RECORDS FOR THE TASK:
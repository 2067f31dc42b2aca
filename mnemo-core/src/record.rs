//! Record model for stored dialogue turns

use chrono::{DateTime, Utc};
use serde::{Deserialize, Deserializer, Serialize};
use std::collections::BTreeMap;
use std::fmt;

use crate::error::{MnemoError, Result};

/// Who produced a turn
#[derive(Debug, Clone, Copy, PartialEq, Eq, Hash, PartialOrd, Ord, Serialize, Deserialize)]
#[serde(rename_all = "lowercase")]
pub enum Speaker {
    User,
    Partner,
    System,
}

impl fmt::Display for Speaker {
    fn fmt(&self, f: &mut fmt::Formatter<'_>) -> fmt::Result {
        match self {
            Speaker::User => write!(f, "user"),
            Speaker::Partner => write!(f, "partner"),
            Speaker::System => write!(f, "system"),
        }
    }
}

/// Memory kind
#[derive(Debug, Clone, Copy, Default, PartialEq, Eq, Hash, Serialize, Deserialize)]
#[serde(rename_all = "lowercase")]
pub enum MemoryKind {
    /// A dialogue turn as it happened
    #[default]
    Episodic,
    /// A distilled fact about the conversation
    Semantic,
}

impl fmt::Display for MemoryKind {
    fn fmt(&self, f: &mut fmt::Formatter<'_>) -> fmt::Result {
        match self {
            MemoryKind::Episodic => write!(f, "episodic"),
            MemoryKind::Semantic => write!(f, "semantic"),
        }
    }
}

/// Facet category supplied by an external classifier.
///
/// Unknown names round-trip through `Custom`, so a new classifier can emit a
/// new kind without touching stored data.
#[derive(Debug, Clone, PartialEq, Eq, Hash, PartialOrd, Ord, Serialize, Deserialize)]
#[serde(from = "String", into = "String")]
pub enum FacetKind {
    Topic,
    Intent,
    Entity,
    Affect,
    Custom(String),
}

impl FacetKind {
    pub fn as_str(&self) -> &str {
        match self {
            FacetKind::Topic => "topic",
            FacetKind::Intent => "intent",
            FacetKind::Entity => "entity",
            FacetKind::Affect => "affect",
            FacetKind::Custom(name) => name,
        }
    }
}

impl From<String> for FacetKind {
    fn from(s: String) -> Self {
        match s.to_lowercase().as_str() {
            "topic" | "topics" => FacetKind::Topic,
            "intent" | "intents" => FacetKind::Intent,
            "entity" | "entities" => FacetKind::Entity,
            "affect" | "emotion" => FacetKind::Affect,
            _ => FacetKind::Custom(s),
        }
    }
}

impl From<&str> for FacetKind {
    fn from(s: &str) -> Self {
        FacetKind::from(s.to_string())
    }
}

impl From<FacetKind> for String {
    fn from(kind: FacetKind) -> Self {
        kind.as_str().to_string()
    }
}

impl fmt::Display for FacetKind {
    fn fmt(&self, f: &mut fmt::Formatter<'_>) -> fmt::Result {
        f.write_str(self.as_str())
    }
}

/// Tagged facets attached to a record
#[derive(Debug, Clone, Default, PartialEq, Eq, Serialize)]
#[serde(transparent)]
pub struct Facets(BTreeMap<FacetKind, Vec<String>>);

// Spellings of one kind ("topic", "topics") merge into a single tag list
impl<'de> Deserialize<'de> for Facets {
    fn deserialize<D>(deserializer: D) -> std::result::Result<Self, D::Error>
    where
        D: Deserializer<'de>,
    {
        let raw = BTreeMap::<String, Vec<String>>::deserialize(deserializer)?;
        let mut facets = Facets::new();
        for (name, tags) in raw {
            let merged = facets.0.entry(FacetKind::from(name)).or_default();
            for tag in tags {
                if !merged.contains(&tag) {
                    merged.push(tag);
                }
            }
        }
        Ok(facets)
    }
}

impl Facets {
    pub fn new() -> Self {
        Self::default()
    }

    /// Add a tag under a kind (builder style)
    pub fn with(mut self, kind: impl Into<FacetKind>, tag: impl Into<String>) -> Self {
        self.insert(kind, tag);
        self
    }

    /// Add a tag under a kind, ignoring exact duplicates
    pub fn insert(&mut self, kind: impl Into<FacetKind>, tag: impl Into<String>) {
        let tag = tag.into();
        let tags = self.0.entry(kind.into()).or_default();
        if !tags.contains(&tag) {
            tags.push(tag);
        }
    }

    pub fn get(&self, kind: &FacetKind) -> Option<&[String]> {
        self.0.get(kind).map(Vec::as_slice)
    }

    pub fn is_empty(&self) -> bool {
        self.0.is_empty()
    }

    pub fn len(&self) -> usize {
        self.0.len()
    }

    pub fn iter(&self) -> impl Iterator<Item = (&FacetKind, &Vec<String>)> {
        self.0.iter()
    }

    /// Whether `target` names a facet kind or any tag value (case-insensitive)
    pub fn matches(&self, target: &str) -> bool {
        let target = target.trim();
        if target.is_empty() {
            return false;
        }
        self.0.iter().any(|(kind, tags)| {
            kind.as_str().eq_ignore_ascii_case(target)
                || tags.iter().any(|t| t.trim().eq_ignore_ascii_case(target))
        })
    }
}

/// One stored memory unit: a dialogue turn or a distilled fact
#[derive(Debug, Clone, PartialEq, Serialize, Deserialize)]
pub struct MemoryRecord {
    /// Unique identifier
    pub id: String,

    /// Conversation this turn belongs to
    pub conversation_id: String,

    /// Turn number, monotonic per conversation
    pub turn: u64,

    pub speaker: Speaker,

    /// Turn text (never empty)
    pub text: String,

    #[serde(default, skip_serializing_if = "Facets::is_empty")]
    pub facets: Facets,

    pub timestamp: DateTime<Utc>,

    /// Whether PII has been masked upstream. Missing means unmasked.
    #[serde(default)]
    pub pii_masked: bool,

    #[serde(default)]
    pub kind: MemoryKind,

    /// Pre-computed embedding; the engine fills this in at ingest when absent
    #[serde(default, skip_serializing_if = "Option::is_none")]
    pub embedding: Option<Vec<f32>>,

    /// Distance in turns from the turn that produced this record
    #[serde(default, skip_serializing_if = "Option::is_none")]
    pub turn_distance: Option<u32>,
}

impl MemoryRecord {
    /// Start building a record
    pub fn builder(
        conversation_id: impl Into<String>,
        turn: u64,
        speaker: Speaker,
        text: impl Into<String>,
    ) -> RecordBuilder {
        RecordBuilder::new(conversation_id, turn, speaker, text)
    }

    /// Parse and validate a record from JSON
    pub fn from_json(json: &str) -> Result<Self> {
        let record: MemoryRecord = serde_json::from_str(json)
            .map_err(|e| MnemoError::validation(format!("malformed record: {}", e)))?;
        record.validate()?;
        Ok(record)
    }

    /// Parse and validate a record from a JSON value
    pub fn from_value(value: serde_json::Value) -> Result<Self> {
        let record: MemoryRecord = serde_json::from_value(value)
            .map_err(|e| MnemoError::validation(format!("malformed record: {}", e)))?;
        record.validate()?;
        Ok(record)
    }

    /// Check structural invariants
    pub fn validate(&self) -> Result<()> {
        if self.id.trim().is_empty() {
            return Err(MnemoError::validation("record id is empty"));
        }
        if self.conversation_id.trim().is_empty() {
            return Err(MnemoError::validation(format!(
                "record {} has an empty conversation id",
                self.id
            )));
        }
        if self.text.trim().is_empty() {
            return Err(MnemoError::validation(format!(
                "record {} has empty text",
                self.id
            )));
        }
        Ok(())
    }
}

/// Builder for [`MemoryRecord`]
#[derive(Debug, Clone)]
pub struct RecordBuilder {
    record: MemoryRecord,
}

impl RecordBuilder {
    pub fn new(
        conversation_id: impl Into<String>,
        turn: u64,
        speaker: Speaker,
        text: impl Into<String>,
    ) -> Self {
        Self {
            record: MemoryRecord {
                id: uuid::Uuid::new_v4().to_string(),
                conversation_id: conversation_id.into(),
                turn,
                speaker,
                text: text.into(),
                facets: Facets::default(),
                timestamp: Utc::now(),
                pii_masked: false,
                kind: MemoryKind::Episodic,
                embedding: None,
                turn_distance: None,
            },
        }
    }

    pub fn id(mut self, id: impl Into<String>) -> Self {
        self.record.id = id.into();
        self
    }

    pub fn facets(mut self, facets: Facets) -> Self {
        self.record.facets = facets;
        self
    }

    pub fn facet(mut self, kind: impl Into<FacetKind>, tag: impl Into<String>) -> Self {
        self.record.facets.insert(kind, tag);
        self
    }

    pub fn timestamp(mut self, timestamp: DateTime<Utc>) -> Self {
        self.record.timestamp = timestamp;
        self
    }

    pub fn pii_masked(mut self, masked: bool) -> Self {
        self.record.pii_masked = masked;
        self
    }

    pub fn kind(mut self, kind: MemoryKind) -> Self {
        self.record.kind = kind;
        self
    }

    pub fn embedding(mut self, embedding: Vec<f32>) -> Self {
        self.record.embedding = Some(embedding);
        self
    }

    pub fn turn_distance(mut self, distance: u32) -> Self {
        self.record.turn_distance = Some(distance);
        self
    }

    /// Validate and produce the record
    pub fn build(self) -> Result<MemoryRecord> {
        self.record.validate()?;
        Ok(self.record)
    }
}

WORK TO COMPLETE: List each line of the entries that holds the string "contains".

EXERCISE SOLUTION:
                if !merged.contains(&tag) {
        if !tags.contains(&tag) {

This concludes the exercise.